In the February hearing, Cruz did not appear in court while his attorney attempted to change the venue of the trial, but this was declined by the judge. On April 21, 2021, the preliminary hearing was postponed to August 12. The multiple postponements of the pre-trial hearings was criticized by locals. Cruz's hearing was pushed back to October 22, and was subsequently pushed to November 4 after presiding judge Charles R. Brehmer reprimanded the defense team for not appearing. On November 4, Cruz was arraigned on indictment where he pled not guilty, with his next hearing on December 14. On December 14, 2021, the attorneys representing Cruz withdrew from the case, with a public defender appointed to represent him.

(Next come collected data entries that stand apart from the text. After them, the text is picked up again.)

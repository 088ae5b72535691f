//! Subcommand implementations and the setup they share.
pub mod completions;
pub mod features;
pub mod run;
pub mod validate;
pub mod version;

use std::path::PathBuf;
use std::sync::Arc;

use anyhow::Result;

use crate::cli::GlobalOpts;
use crate::config::Document;
use crate::engine::Orchestrator;
use crate::logging::{Log, Logger};
use crate::repository::RepositoryContext;
use crate::services::{FileStore, RestGitHub, Services};
use crate::settings::Settings;

/// Shared state produced by the common command setup sequence.
///
/// Encapsulates settings loading, repository discovery and document loading
/// so that each command does not have to repeat the boilerplate.
#[derive(Debug)]
pub struct CommandSetup {
    /// Tool settings.
    pub settings: Settings,
    /// Repository being configured.
    pub repository: RepositoryContext,
    /// Its parsed configuration document.
    pub document: Document,
}

impl CommandSetup {
    /// Load settings, describe the repository and read its document.
    ///
    /// # Errors
    ///
    /// Returns an error if the settings file is malformed, the repository
    /// cannot be read from git, or the document cannot be loaded.
    pub fn init(global: &GlobalOpts, log: &Logger) -> Result<Self> {
        let settings = Settings::resolve(global.settings.as_deref())?;
        let organisation = global.org.as_deref().or(settings.organisation.as_deref());

        log.stage("Reading repository");
        let repository = RepositoryContext::from_git(&global.repo_dir(), organisation, None)?;
        log.info(&format!("repository: {}", repository.full_name()));
        log.debug(&format!("project: {}", repository.project));
        if let Some(branch) = &repository.branch {
            log.debug(&format!("branch: {branch}"));
        }
        if let Some(commit) = &repository.commit {
            log.debug(&format!("commit: {}", commit.id));
        }

        let path = document_path(global, &repository);
        log.stage("Loading configuration");
        let document = Orchestrator::load(&path)?;
        log.info(&format!(
            "loaded {} with {} section(s)",
            document.source_name(),
            document.keys().count()
        ));

        Ok(Self {
            settings,
            repository,
            document,
        })
    }

    /// Collaborators configured from the settings.
    #[must_use]
    pub fn services(&self, token: Option<String>) -> Services {
        let github = RestGitHub::new(&self.settings.github_api, token, self.settings.timeout());
        let store = FileStore::new(self.settings.state_dir());
        Services::new(Arc::new(github), Arc::new(store))
    }
}

/// `--file`, or `.asf.yaml` at the repository root.
fn document_path(global: &GlobalOpts, repository: &RepositoryContext) -> PathBuf {
    global
        .file
        .clone()
        .unwrap_or_else(|| repository.path.join(".asf.yaml"))
}

/// The logger as the trait object features receive.
fn shared_log(log: &Arc<Logger>) -> Arc<dyn Log> {
    Arc::clone(log) as Arc<dyn Log>
}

On January 25, 2022, the hearing for Cruz was postponed to March 2022, with Cruz arraigned on a new indictment on February 24, 2022. On March 1, 2022, a hearing for Cruz was continued to June 15, 2022. On June 15, 2022, Cruz was ordered to stand trial on October 17. On October 4, Cruz pleaded guilty to the rape and murder of Alatorre, with Cruz sentenced to life imprisonment.

== Reactions ==

=== Memorials and vigils ===
On the day Cruz was apprehended, the family and community held a vigil for Alatorre near the neighborhood where she was last seen. The Greenfield Union School District issued a response to her death, offering grief counseling services at McKee. The family planned to hold a vigil every day until she was found and laid to rest. The vigil site continued to be visited by mourners, which prompted concerns for the neighborhood as people mistook the neighbor's houses as her home. A memorial service was held on July 25. On May 15, 2021, the community gathered for a vigil celebrating her 14th birthday. On May 27, the Greenfield Union School District posthumously awarded Alatorre a graduation diploma. On October 12, community members gathered for a "Day of Kindness" in honor of Alatorre, which was also aiming to educate the public about online predators.

=== Cruise for Patty ===
On July 10 and 11, residents conducted a car cruise in remembrance of Alatorre, who was a fan of cars. The next day, more than 100 people came to the event to honor Alatorre and raised money for her family.

=== Mural ===
Local artists from the group The Next Steps wanted to paint a mural for Alatorre to recognize her as "Bakersfield’s Daughter." On October 12, the group unveiled a mural between 19th and L street. The mural was installed after a ceremony, with participants bringing either a red rose or a sunflower, Alatorre's favorite flower.